- _Exercise prompt_: Show all lines containing "Cancel" from the data below.

- _Input records_:
<<<<
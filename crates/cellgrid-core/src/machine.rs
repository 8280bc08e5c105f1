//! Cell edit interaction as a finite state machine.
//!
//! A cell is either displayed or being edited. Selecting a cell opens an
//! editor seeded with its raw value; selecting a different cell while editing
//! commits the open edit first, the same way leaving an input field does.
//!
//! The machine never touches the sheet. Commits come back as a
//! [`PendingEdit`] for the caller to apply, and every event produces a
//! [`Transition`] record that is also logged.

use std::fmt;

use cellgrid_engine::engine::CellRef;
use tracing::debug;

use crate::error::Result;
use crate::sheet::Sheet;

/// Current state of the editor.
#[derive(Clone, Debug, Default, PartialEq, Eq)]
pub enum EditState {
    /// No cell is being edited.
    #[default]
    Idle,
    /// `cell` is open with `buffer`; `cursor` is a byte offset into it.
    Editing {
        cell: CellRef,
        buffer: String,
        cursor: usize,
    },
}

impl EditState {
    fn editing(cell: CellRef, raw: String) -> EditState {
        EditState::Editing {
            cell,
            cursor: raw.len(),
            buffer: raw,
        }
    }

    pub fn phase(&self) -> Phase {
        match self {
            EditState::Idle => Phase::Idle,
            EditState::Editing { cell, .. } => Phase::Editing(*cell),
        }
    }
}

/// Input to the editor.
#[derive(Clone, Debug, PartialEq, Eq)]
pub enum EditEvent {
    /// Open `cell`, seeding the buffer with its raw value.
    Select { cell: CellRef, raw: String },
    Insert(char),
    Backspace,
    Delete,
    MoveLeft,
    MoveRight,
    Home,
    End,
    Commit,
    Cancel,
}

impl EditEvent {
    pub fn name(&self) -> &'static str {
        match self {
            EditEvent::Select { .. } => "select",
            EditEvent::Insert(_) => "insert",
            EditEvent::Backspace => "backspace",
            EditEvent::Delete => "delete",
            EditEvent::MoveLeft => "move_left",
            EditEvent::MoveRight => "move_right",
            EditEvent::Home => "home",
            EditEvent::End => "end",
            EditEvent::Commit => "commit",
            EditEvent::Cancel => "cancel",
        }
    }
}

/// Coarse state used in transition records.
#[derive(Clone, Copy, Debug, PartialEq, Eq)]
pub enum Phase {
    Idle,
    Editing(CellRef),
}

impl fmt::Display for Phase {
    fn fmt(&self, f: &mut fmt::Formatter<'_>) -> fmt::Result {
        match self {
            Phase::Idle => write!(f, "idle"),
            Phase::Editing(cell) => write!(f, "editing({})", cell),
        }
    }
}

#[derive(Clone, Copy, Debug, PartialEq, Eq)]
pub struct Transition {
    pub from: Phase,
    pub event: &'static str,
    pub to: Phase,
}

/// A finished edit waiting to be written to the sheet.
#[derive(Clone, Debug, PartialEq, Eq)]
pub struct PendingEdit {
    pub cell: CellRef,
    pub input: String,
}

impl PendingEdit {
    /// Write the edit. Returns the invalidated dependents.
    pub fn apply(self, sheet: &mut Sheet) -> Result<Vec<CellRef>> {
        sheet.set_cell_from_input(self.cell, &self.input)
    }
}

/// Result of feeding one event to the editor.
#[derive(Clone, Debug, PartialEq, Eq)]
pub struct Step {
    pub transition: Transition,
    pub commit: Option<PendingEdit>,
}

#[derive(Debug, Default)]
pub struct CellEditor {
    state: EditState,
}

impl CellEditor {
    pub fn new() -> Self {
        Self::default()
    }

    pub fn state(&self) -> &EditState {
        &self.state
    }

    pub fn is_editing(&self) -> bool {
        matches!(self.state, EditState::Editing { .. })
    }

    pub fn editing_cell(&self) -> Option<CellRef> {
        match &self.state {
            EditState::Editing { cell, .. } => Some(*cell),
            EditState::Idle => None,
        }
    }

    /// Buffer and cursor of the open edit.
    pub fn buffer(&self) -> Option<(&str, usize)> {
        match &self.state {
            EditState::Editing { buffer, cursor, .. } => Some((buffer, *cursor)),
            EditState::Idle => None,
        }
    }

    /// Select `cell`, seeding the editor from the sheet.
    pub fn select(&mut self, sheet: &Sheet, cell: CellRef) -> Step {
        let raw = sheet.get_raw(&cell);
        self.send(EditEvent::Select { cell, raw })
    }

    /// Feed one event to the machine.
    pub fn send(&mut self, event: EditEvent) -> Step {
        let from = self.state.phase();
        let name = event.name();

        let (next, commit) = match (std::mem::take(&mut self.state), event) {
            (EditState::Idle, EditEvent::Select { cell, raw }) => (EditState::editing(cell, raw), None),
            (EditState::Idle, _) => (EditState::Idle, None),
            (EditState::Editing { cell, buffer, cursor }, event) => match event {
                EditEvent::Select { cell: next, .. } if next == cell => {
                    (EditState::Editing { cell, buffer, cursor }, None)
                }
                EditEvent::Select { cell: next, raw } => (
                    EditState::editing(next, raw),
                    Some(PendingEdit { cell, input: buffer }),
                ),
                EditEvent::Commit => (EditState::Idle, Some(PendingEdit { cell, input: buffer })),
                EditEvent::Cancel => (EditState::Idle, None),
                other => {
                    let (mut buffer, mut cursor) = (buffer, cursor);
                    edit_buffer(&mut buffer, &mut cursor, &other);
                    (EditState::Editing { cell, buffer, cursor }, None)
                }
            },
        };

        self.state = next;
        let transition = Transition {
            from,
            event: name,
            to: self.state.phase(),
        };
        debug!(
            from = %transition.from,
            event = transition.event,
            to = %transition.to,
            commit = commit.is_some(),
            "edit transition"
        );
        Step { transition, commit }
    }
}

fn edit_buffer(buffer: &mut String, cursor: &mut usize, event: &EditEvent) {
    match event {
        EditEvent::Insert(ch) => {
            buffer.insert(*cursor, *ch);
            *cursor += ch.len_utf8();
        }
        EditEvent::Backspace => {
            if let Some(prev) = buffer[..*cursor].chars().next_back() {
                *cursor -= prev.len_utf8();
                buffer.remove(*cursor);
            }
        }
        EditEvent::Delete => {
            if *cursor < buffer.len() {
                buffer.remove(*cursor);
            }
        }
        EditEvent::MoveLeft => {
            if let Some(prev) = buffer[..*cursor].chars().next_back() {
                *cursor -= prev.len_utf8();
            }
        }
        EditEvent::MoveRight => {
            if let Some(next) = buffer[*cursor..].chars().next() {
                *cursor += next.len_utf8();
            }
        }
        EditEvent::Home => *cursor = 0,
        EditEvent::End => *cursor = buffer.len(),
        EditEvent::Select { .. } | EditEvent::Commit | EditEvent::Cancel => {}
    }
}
>>>>
- _Exercise answer_:
    Cancel,
            EditEvent::Cancel => "cancel",
                EditEvent::Cancel => (EditState::Idle, None),
        EditEvent::Select { .. } | EditEvent::Commit | EditEvent::Cancel => {}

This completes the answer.